“The job market continues to power forward,” said Mark Zandi, chief economist at Moody’s Analytics, which produces the report with ADP. “Abstracting from the monthly ups and downs, job growth remains a stalwart between 150,000 and 200,000. At this pace, which is double the rate of labor force growth, the tight labor market will continue getting tighter.”
In addition to reflecting a tightening labor market, slower hiring “may also be a sign businesses are holding off on expansion plans until they see more evidence the new administration’s plans are translating into legislation that will reduce taxes and spur growth,” writes Patricia Laya at Bloomberg.
Where the Jobs Are
Goods-producing industries produced a net total of zero jobs last month, with manufacturing adding 6,000 jobs, but mining and construction shedding 4,000 and 2,000 jobs respectively.

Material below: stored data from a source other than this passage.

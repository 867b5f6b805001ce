//! JSON transcript files on disk

use std::path::{Path, PathBuf};

use serde::Deserialize;
use tokio::fs;
use tracing::{debug, info};

use clipscout_core::TranscriptFragment;

use crate::error::SourceError;
use crate::provider::TranscriptProvider;

/// One row of a transcript file
///
/// Accepts either `end` or `duration`, the latter being what most caption APIs return.
#[derive(Debug, Deserialize)]
struct TranscriptRow {
    #[serde(default)]
    text: String,
    #[serde(alias = "start_time")]
    start: f64,
    #[serde(default, alias = "end_time")]
    end: Option<f64>,
    #[serde(default)]
    duration: Option<f64>,
}

impl TranscriptRow {
    fn into_fragment(self, index: usize) -> Result<TranscriptFragment, SourceError> {
        let end = match (self.end, self.duration) {
            (Some(end), _) => end,
            (None, Some(duration)) => self.start + duration,
            (None, None) => {
                return Err(SourceError::InvalidTranscript(format!(
                    "row {} has neither end nor duration",
                    index
                )))
            }
        };

        Ok(TranscriptFragment::new(self.text, self.start, end))
    }
}

/// Parse transcript JSON (an array of rows)
pub fn parse_transcript(data: &str) -> Result<Vec<TranscriptFragment>, SourceError> {
    let rows: Vec<TranscriptRow> = serde_json::from_str(data)
        .map_err(|e| SourceError::InvalidTranscript(e.to_string()))?;

    rows.into_iter()
        .enumerate()
        .map(|(index, row)| row.into_fragment(index))
        .collect()
}

/// Load a transcript file directly
pub async fn load_transcript_file<P: AsRef<Path>>(path: P) -> Result<Vec<TranscriptFragment>, SourceError> {
    let path = path.as_ref();
    let data = fs::read_to_string(path).await?;
    let fragments = parse_transcript(&data)?;
    debug!("Loaded {} fragments from {}", fragments.len(), path.display());
    Ok(fragments)
}

/// Transcript provider reading `<dir>/<video_id>.json`
pub struct JsonTranscriptProvider {
    dir: PathBuf,
}

impl JsonTranscriptProvider {
    /// Create a provider over a transcript directory
    pub fn new<P: Into<PathBuf>>(dir: P) -> Self {
        Self { dir: dir.into() }
    }

    /// Get the transcript directory
    pub fn dir(&self) -> &Path {
        &self.dir
    }

    /// Get the path a video's transcript would be stored at
    pub fn transcript_path(&self, video_id: &str) -> Result<PathBuf, SourceError> {
        check_video_id(video_id)?;
        Ok(self.dir.join(format!("{}.json", video_id)))
    }
}

/// Video ids become file names, so only `[A-Za-z0-9_-]` is accepted
pub(crate) fn check_video_id(video_id: &str) -> Result<(), SourceError> {
    let valid = !video_id.is_empty()
        && video_id
            .chars()
            .all(|c| c.is_ascii_alphanumeric() || c == '-' || c == '_');

    if valid {
        Ok(())
    } else {
        Err(SourceError::InvalidVideoId(video_id.to_string()))
    }
}

impl TranscriptProvider for JsonTranscriptProvider {
    async fn fetch_transcript(&self, video_id: &str) -> Result<Vec<TranscriptFragment>, SourceError> {
        let path = self.transcript_path(video_id)?;

        if !fs::try_exists(&path).await? {
            return Err(SourceError::NoTranscriptAvailable(video_id.to_string()));
        }

        let fragments = load_transcript_file(&path).await?;
        if fragments.is_empty() {
            return Err(SourceError::NoTranscriptAvailable(video_id.to_string()));
        }

        info!("Fetched transcript for {}: {} fragments", video_id, fragments.len());
        Ok(fragments)
    }

    fn name(&self) -> &'static str {
        "JSON files"
    }
}
//! Python 綁定模組 (PyO3)

use pyo3::prelude::*;
use std::collections::HashMap;
use std::sync::Arc;

use crate::config::DetectorConfig;
use crate::detector::ViralMomentDetector;
use crate::exporter::{Exporter, MarkerFormat};
use crate::lexicon::Lexicon;
use crate::report::generate_report;
use crate::types::{CandidateMoment, TranscriptFragment};

fn value_error(e: impl std::fmt::Display) -> PyErr {
    PyErr::new::<pyo3::exceptions::PyValueError, _>(e.to_string())
}

fn io_error(e: impl std::fmt::Display) -> PyErr {
    PyErr::new::<pyo3::exceptions::PyIOError, _>(e.to_string())
}

/// Python 逐字稿片段
#[pyclass(name = "TranscriptFragment")]
#[derive(Clone)]
pub struct PyTranscriptFragment {
    inner: TranscriptFragment,
}

#[pymethods]
impl PyTranscriptFragment {
    #[new]
    fn new(text: &str, start_time: f64, end_time: f64) -> Self {
        Self {
            inner: TranscriptFragment::new(text, start_time, end_time),
        }
    }

    #[getter]
    fn text(&self) -> String {
        self.inner.text.clone()
    }

    #[getter]
    fn start_time(&self) -> f64 {
        self.inner.start_time
    }

    #[getter]
    fn end_time(&self) -> f64 {
        self.inner.end_time
    }
}

/// Python 精彩片段
#[pyclass(name = "CandidateMoment")]
#[derive(Clone)]
pub struct PyCandidateMoment {
    inner: CandidateMoment,
}

#[pymethods]
impl PyCandidateMoment {
    #[getter]
    fn start_time(&self) -> f64 {
        self.inner.start_time
    }

    #[getter]
    fn end_time(&self) -> f64 {
        self.inner.end_time
    }

    #[getter]
    fn duration(&self) -> f64 {
        self.inner.duration()
    }

    #[getter]
    fn score(&self) -> f64 {
        self.inner.score
    }

    #[getter]
    fn reasons(&self) -> Vec<String> {
        self.inner.reasons.clone()
    }

    #[getter]
    fn category_breakdown(&self) -> HashMap<String, f64> {
        self.inner
            .category_breakdown
            .iter()
            .map(|(category, value)| (category.to_string(), *value))
            .collect()
    }

    #[getter]
    fn text(&self) -> String {
        self.inner.text.clone()
    }
}

/// Python 偵測器
#[pyclass(name = "ViralMomentDetector")]
pub struct PyViralMomentDetector {
    inner: ViralMomentDetector,
}

#[pymethods]
impl PyViralMomentDetector {
    #[new]
    #[pyo3(signature = (min_score=0.3, max_results=10, max_clip_length=60.0, min_clip_length=3.0, max_gap=3.0, lexicon_path=None))]
    fn new(
        min_score: f64,
        max_results: usize,
        max_clip_length: f64,
        min_clip_length: f64,
        max_gap: f64,
        lexicon_path: Option<&str>,
    ) -> PyResult<Self> {
        let lexicon = match lexicon_path {
            Some(path) => Lexicon::from_file(path).map_err(value_error)?,
            None => Lexicon::default(),
        };

        let config = DetectorConfig {
            min_score,
            max_results,
            max_clip_length,
            min_clip_length,
            max_gap,
            ..Default::default()
        };

        let inner = ViralMomentDetector::new(Arc::new(lexicon), config).map_err(value_error)?;
        Ok(Self { inner })
    }

    /// 偵測精彩片段
    fn detect(&self, transcript: Vec<PyTranscriptFragment>) -> PyResult<Vec<PyCandidateMoment>> {
        let fragments: Vec<TranscriptFragment> = transcript.into_iter().map(|f| f.inner).collect();

        let moments = self.inner.detect(&fragments).map_err(value_error)?;
        Ok(moments
            .into_iter()
            .map(|inner| PyCandidateMoment { inner })
            .collect())
    }
}

fn unwrap_moments(moments: Vec<PyCandidateMoment>) -> Vec<CandidateMoment> {
    moments.into_iter().map(|m| m.inner).collect()
}

/// 產生文字報告
#[pyfunction]
fn report(moments: Vec<PyCandidateMoment>) -> String {
    generate_report(&unwrap_moments(moments))
}

/// 匯出 JSON 報告
#[pyfunction]
#[pyo3(signature = (moments, source, output_path, pretty=true))]
fn to_json(moments: Vec<PyCandidateMoment>, source: &str, output_path: &str, pretty: bool) -> PyResult<()> {
    Exporter::to_json(&unwrap_moments(moments), source, output_path, pretty).map_err(io_error)
}

/// 匯出標記檔案
#[pyfunction]
#[pyo3(signature = (moments, output_path, format="csv"))]
fn to_markers(moments: Vec<PyCandidateMoment>, output_path: &str, format: &str) -> PyResult<()> {
    let format: MarkerFormat = format.parse().map_err(value_error)?;
    Exporter::to_markers(&unwrap_moments(moments), output_path, format).map_err(io_error)
}

/// Python 模組初始化
#[pymodule]
fn _core(m: &Bound<'_, PyModule>) -> PyResult<()> {
    m.add_class::<PyTranscriptFragment>()?;
    m.add_class::<PyCandidateMoment>()?;
    m.add_class::<PyViralMomentDetector>()?;
    m.add_function(wrap_pyfunction!(report, m)?)?;
    m.add_function(wrap_pyfunction!(to_json, m)?)?;
    m.add_function(wrap_pyfunction!(to_markers, m)?)?;
    Ok(())
}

Gains in service-providing industries were centered in professional/business services (+69,000 jobs), healthcare (+33,000 jobs), trade/transportation/utilities (+30,000 jobs), financial activities (+10,000 jobs), and leisure/hospitality (+11,000 jobs).
Medium-sized businesses (50-499 employees) added the most jobs last month, at 91,000. Large businesses (500+ employees) added 50,000 jobs, and small businesses (1-49 employees) added 17,000 jobs.
The State of Wage Growth
Tomorrow’s jobs report from the Labor Department will include data for public and private, non-farm payrolls. Economists polled by Reuters predict that it will show the addition of 179,000 jobs, and an unemployment rate holding steady at 4.3 percent.
The Bureau of Labor Statistics’ report will also include information on wage growth. The PayScale Index, which updated today, shows that U.S. wages grew 0.5 percent between Q1 and Q2 2017. However, real wages were flat. The buying power of workers’ wages is 7.4 percent lower today than it was in 2006.